Wie hoch ist der digitale Stress in Deutschland, wodurch wird er beeinflusst und wer ist besonders gefährdet? Diesen Fragen ist das vom Bundesforschungsministerium geförderte Projekt „Prävention für sicheres und gesundes Arbeiten mit digitalen Technologien“ (PräDiTec) nachgegangen. Über 5.000 Erwerbstätige wurden seit November 2018 befragt, mehr als 300 davon stammten aus der Finanz- und Versicherungsbranche.
Das Ergebnis: Insgesamt zwölf Belastungsfaktoren haben die Forscher identifiziert. Dazu gehören beispielsweise die Omnipräsenz, das Gefühl der ständigen Erreichbarkeit und einer kürzeren Reaktionszeit durch das Auflösen der Grenzen zwischen Arbeits- und Privatleben.
Die Folgen: Erschöpfung, Gereiztheit sowie psychische Beeinträchtigungen bis hin zu Erkrankungen des Muskel-Skelett-Systems. Unzufriedenheit mit der Arbeitsstelle und eine schlechtere Leistung sind ebenso mögliche Folgen.

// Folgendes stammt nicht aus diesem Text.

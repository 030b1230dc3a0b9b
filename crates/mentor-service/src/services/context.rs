//! Service context - dependency container for services
//!
//! Holds one typed repository per aggregate plus the booking settings.
//! Built once at start-up and shared behind an `Arc`.

use std::sync::Arc;

use mentor_common::BookingConfig;
use mentor_core::traits::{
    AppointmentRepository, AvailabilityRepository, BookingRepository, MentorRepository,
    ServiceRepository, TimeSlotRepository, UserRepository,
};

use super::error::{ServiceError, ServiceResult};

/// Service context containing all dependencies
#[derive(Clone)]
pub struct ServiceContext {
    user_repo: Arc<dyn UserRepository>,
    mentor_repo: Arc<dyn MentorRepository>,
    service_repo: Arc<dyn ServiceRepository>,
    time_slot_repo: Arc<dyn TimeSlotRepository>,
    booking_repo: Arc<dyn BookingRepository>,
    appointment_repo: Arc<dyn AppointmentRepository>,
    availability_repo: Arc<dyn AvailabilityRepository>,
    booking_config: BookingConfig,
}

impl ServiceContext {
    // === Repositories ===

    pub fn user_repo(&self) -> &dyn UserRepository {
        self.user_repo.as_ref()
    }

    pub fn mentor_repo(&self) -> &dyn MentorRepository {
        self.mentor_repo.as_ref()
    }

    pub fn service_repo(&self) -> &dyn ServiceRepository {
        self.service_repo.as_ref()
    }

    pub fn time_slot_repo(&self) -> &dyn TimeSlotRepository {
        self.time_slot_repo.as_ref()
    }

    pub fn booking_repo(&self) -> &dyn BookingRepository {
        self.booking_repo.as_ref()
    }

    pub fn appointment_repo(&self) -> &dyn AppointmentRepository {
        self.appointment_repo.as_ref()
    }

    pub fn availability_repo(&self) -> &dyn AvailabilityRepository {
        self.availability_repo.as_ref()
    }

    // === Settings ===

    /// Pricing settings applied to new bookings
    pub fn booking_config(&self) -> &BookingConfig {
        &self.booking_config
    }
}

impl std::fmt::Debug for ServiceContext {
    fn fmt(&self, f: &mut std::fmt::Formatter<'_>) -> std::fmt::Result {
        f.debug_struct("ServiceContext")
            .field("repositories", &"...")
            .field("booking_config", &self.booking_config)
            .finish()
    }
}

/// Builder for creating ServiceContext
#[derive(Default)]
pub struct ServiceContextBuilder {
    user_repo: Option<Arc<dyn UserRepository>>,
    mentor_repo: Option<Arc<dyn MentorRepository>>,
    service_repo: Option<Arc<dyn ServiceRepository>>,
    time_slot_repo: Option<Arc<dyn TimeSlotRepository>>,
    booking_repo: Option<Arc<dyn BookingRepository>>,
    appointment_repo: Option<Arc<dyn AppointmentRepository>>,
    availability_repo: Option<Arc<dyn AvailabilityRepository>>,
    booking_config: Option<BookingConfig>,
}

impl ServiceContextBuilder {
    pub fn new() -> Self {
        Self::default()
    }

    pub fn user_repo(mut self, repo: Arc<dyn UserRepository>) -> Self {
        self.user_repo = Some(repo);
        self
    }

    pub fn mentor_repo(mut self, repo: Arc<dyn MentorRepository>) -> Self {
        self.mentor_repo = Some(repo);
        self
    }

    pub fn service_repo(mut self, repo: Arc<dyn ServiceRepository>) -> Self {
        self.service_repo = Some(repo);
        self
    }

    pub fn time_slot_repo(mut self, repo: Arc<dyn TimeSlotRepository>) -> Self {
        self.time_slot_repo = Some(repo);
        self
    }

    pub fn booking_repo(mut self, repo: Arc<dyn BookingRepository>) -> Self {
        self.booking_repo = Some(repo);
        self
    }

    pub fn appointment_repo(mut self, repo: Arc<dyn AppointmentRepository>) -> Self {
        self.appointment_repo = Some(repo);
        self
    }

    pub fn availability_repo(mut self, repo: Arc<dyn AvailabilityRepository>) -> Self {
        self.availability_repo = Some(repo);
        self
    }

    /// Optional; defaults to [`BookingConfig::default`]
    pub fn booking_config(mut self, config: BookingConfig) -> Self {
        self.booking_config = Some(config);
        self
    }

    /// Build the ServiceContext
    ///
    /// Returns an error if any repository is missing
    pub fn build(self) -> ServiceResult<ServiceContext> {
        Ok(ServiceContext {
            user_repo: self
                .user_repo
                .ok_or_else(|| ServiceError::validation("user_repo is required"))?,
            mentor_repo: self
                .mentor_repo
                .ok_or_else(|| ServiceError::validation("mentor_repo is required"))?,
            service_repo: self
                .service_repo
                .ok_or_else(|| ServiceError::validation("service_repo is required"))?,
            time_slot_repo: self
                .time_slot_repo
                .ok_or_else(|| ServiceError::validation("time_slot_repo is required"))?,
            booking_repo: self
                .booking_repo
                .ok_or_else(|| ServiceError::validation("booking_repo is required"))?,
            appointment_repo: self
                .appointment_repo
                .ok_or_else(|| ServiceError::validation("appointment_repo is required"))?,
            availability_repo: self
                .availability_repo
                .ok_or_else(|| ServiceError::validation("availability_repo is required"))?,
            booking_config: self.booking_config.unwrap_or_default(),
        })
    }
}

Jeder dritte Befragte ist mindestens einem der Belastungsfaktoren besonders intensiv ausgesetzt, fast jeder Fünfte fühlt sich sehr stark digital gestresst. Als stressig werden auch Unterbrechungen und Ablenkung durch digitale Medien empfunden. Außerdem fühlen sich viele Menschen mittlerweile als „gläserne Person“. Sie sehen in der beruflichen Nutzung digitaler Technologien und Medien eine Beeinträchtigung ihrer Privatsphäre.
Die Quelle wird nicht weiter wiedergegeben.